Supercars Should Fear 2019 Corvette ZR1
The most powerful Corvette in history.
The speedometer of the preproduction 2019 Corvette ZR1 I'm driving is sweeping past the 140 mark on NCM Motorsports Park West's relatively short back straight, its 755-hp supercharged V8 bellowing a straight-pipe sonata. Ahead is Turn 5, which requires an entry at over 100 mph and a pair of steady hands in the moments that follow. I should be pondering the brake zone, turn-in, available grip, the nontrivial crosswind that is shaking the ZR1's big chassis-mounted wing like a frustrated Labrador-pretty much anything but the tax-dodging naturalist from Massachusetts now consuming my back brain.
It must be that Stingray badge.
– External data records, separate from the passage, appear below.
use std::process::ExitCode;

pub(crate) use clean::clean;

mod clean;

#[derive(Copy, Clone)]
pub(crate) enum ExitStatus {
    /// The command succeeded.
    Success,

    /// The command failed with an unexpected error.
    Error,
}

impl From<ExitStatus> for ExitCode {
    fn from(status: ExitStatus) -> Self {
        match status {
            ExitStatus::Success => Self::from(0),
            ExitStatus::Error => Self::from(2),
        }
    }
}

/// Formats a number of bytes into a human readable SI-prefixed size.
/// Returns a tuple of `(quantity, units)`.
#[allow(
    clippy::cast_precision_loss,
    clippy::cast_possible_truncation,
    clippy::cast_sign_loss
)]
pub(crate) fn human_readable_bytes(bytes: u64) -> (f32, &'static str) {
    static UNITS: [&str; 7] = ["B", "KiB", "MiB", "GiB", "TiB", "PiB", "EiB"];
    let bytes = bytes as f32;
    let i = ((bytes.log2() / 10.0) as usize).min(UNITS.len() - 1);
    (bytes / 1024_f32.powi(i as i32), UNITS[i])
}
Each C7-generation Corvette sports a distinctive plaque on its center console, just ahead of the shifter. It can be customized with the owner's name or the VIN or a notation that the car was delivered at the National Corvette Museum in Bowling Green, Kentucky, down the street from NCM. The Z06 plaque reminds drivers of the 650 hp at their disposal; the Corvette Grand Sport's features a chromed plan view of its namesake.
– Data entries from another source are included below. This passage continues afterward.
use anstream::{eprint, print};

#[derive(Debug, Clone, Copy, PartialEq, Eq)]
pub(crate) enum Printer {
    /// A printer that prints to standard streams (e.g., stdout).
    Default,
    /// A printer that suppresses all output.
    Quiet,
    /// A printer that prints all output, including debug messages.
    Verbose,
}

impl Printer {
    /// Return the [`Stdout`] for this printer.
    pub(crate) fn stdout(self) -> Stdout {
        match self {
            Self::Default => Stdout::Enabled,
            Self::Quiet => Stdout::Disabled,
            Self::Verbose => Stdout::Enabled,
        }
    }

    /// Return the [`Stderr`] for this printer.
    pub(crate) fn stderr(self) -> Stderr {
        match self {
            Self::Default => Stderr::Enabled,
            Self::Quiet => Stderr::Disabled,
            Self::Verbose => Stderr::Enabled,
        }
    }
}

#[derive(Debug, Clone, Copy, PartialEq, Eq)]
pub(crate) enum Stdout {
    Enabled,
    Disabled,
}

impl std::fmt::Write for Stdout {
    fn write_str(&mut self, s: &str) -> std::fmt::Result {
        match self {
            Self::Enabled => {
                #[allow(clippy::print_stdout, clippy::ignored_unit_patterns)]
                {
                    print!("{s}");
                }
            }
            Self::Disabled => {}
        }

        Ok(())
    }
}

#[derive(Debug, Clone, Copy, PartialEq, Eq)]
pub(crate) enum Stderr {
    Enabled,
    Disabled,
}

impl std::fmt::Write for Stderr {
    fn write_str(&mut self, s: &str) -> std::fmt::Result {
        match self {
            Self::Enabled => {
                #[allow(clippy::print_stderr, clippy::ignored_unit_patterns)]
                {
                    eprint!("{s}");
                }
            }
            Self::Disabled => {}
        }

        Ok(())
    }
}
Production ZR1 Corvettes will likewise have a handsome model-specific plaque, but this particular car was intended for testing-what Alex MacDonald, the engineer and driver who serves as Chevrolet's vehicle-performance manager, calls "certification." It's wrapped with camera-confusing camouflage to discourage spy photography. There is no exterior badging. And while the instrument panel has the correct ZR1 logo between the fuel and boost gauges, the center-console plaque proclaims merely that it is a Corvette Stingray. In the opening pages of Walden, Thoreau wrote, "If you have any enterprise before you, try it in your old clothes." Surely he would have approved of the way the ZR1 was required to prove its mettle before it could wear the medal.